After this period, participants enter into the long-term safety phase of the study, where they self-administered their titrated dose for up to five “off” episodes per day.
This trial’s primary goal is to assess the long-term safety of the treatment. The presentation included safety data covering 425 patients.
Most (85%) reported at least one adverse event that emerged following treatment; the most common included nausea (27%), yawning (12%), dizziness (11%), and sleepiness (11%). The most common adverse events affecting the mouth — which are of interest with a sublingual medication — were redness (8%) and lip swelling (5%). Fainting occurred in 2% of participants.
Adverse events led to treatment discontinuation in 31% of participants; the most common reasons for discontinuing were nausea (6%), lip swelling (3%), and dizziness (2%).
Four people died during the course of the study; these deaths were not considered related to Kynmobi’s use.
As a secondary endpoint, participants’ motor symptoms were assessed with the MDS-UPDRS Part III score, a standard measure, where a decrease in scores indicate less severe symptoms. The presentation included efficacy data covering 345 treated patients.

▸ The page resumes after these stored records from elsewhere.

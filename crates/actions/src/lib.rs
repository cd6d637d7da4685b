//! `actions` crate — the `ActionRunner` capability and built-in runners.
//!
//! A workflow action's `uses` reference is resolved through a
//! [`RunnerRegistry`] to an [`ActionRunner`] trait object.  The engine crate
//! dispatches every action through that trait; it never knows which source
//! (shell, docker image, registered implementation) is behind it.

pub mod error;
pub mod traits;
pub mod source;
pub mod sandbox;
pub mod registry;
pub mod shell;
pub mod docker;
pub mod mock;

pub use error::ActionError;
pub use registry::RunnerRegistry;
pub use source::ActionSource;
pub use traits::{ActionOutput, ActionRunner, ExecutionContext, ExitStatus};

At 24 weeks of treatment, an average decrease in MDS-UPDRS Part III scores of 13.3, 20.1, and 19.2 points within 15, 30, and 60 minutes, respectively, of taking Kynmobi was reported. Similar results were observed at weeks 36 and 48, supporting the treatment’s ability to control “off” episode motor symptoms over months of use.
Most participants also rated themselves as being fully “on” — that is, having total symptom control — within 30 minutes of taking Kynmobi after 24 weeks (74%), 36 weeks (89%), and 48 weeks (84%).
“Interim results up to 48 wks support the LTS [long-term safety] and efficacy of apomorphine sublingual film as an on-demand treatment of ‘OFF’ episodes in patients with PD,” the researchers concluded.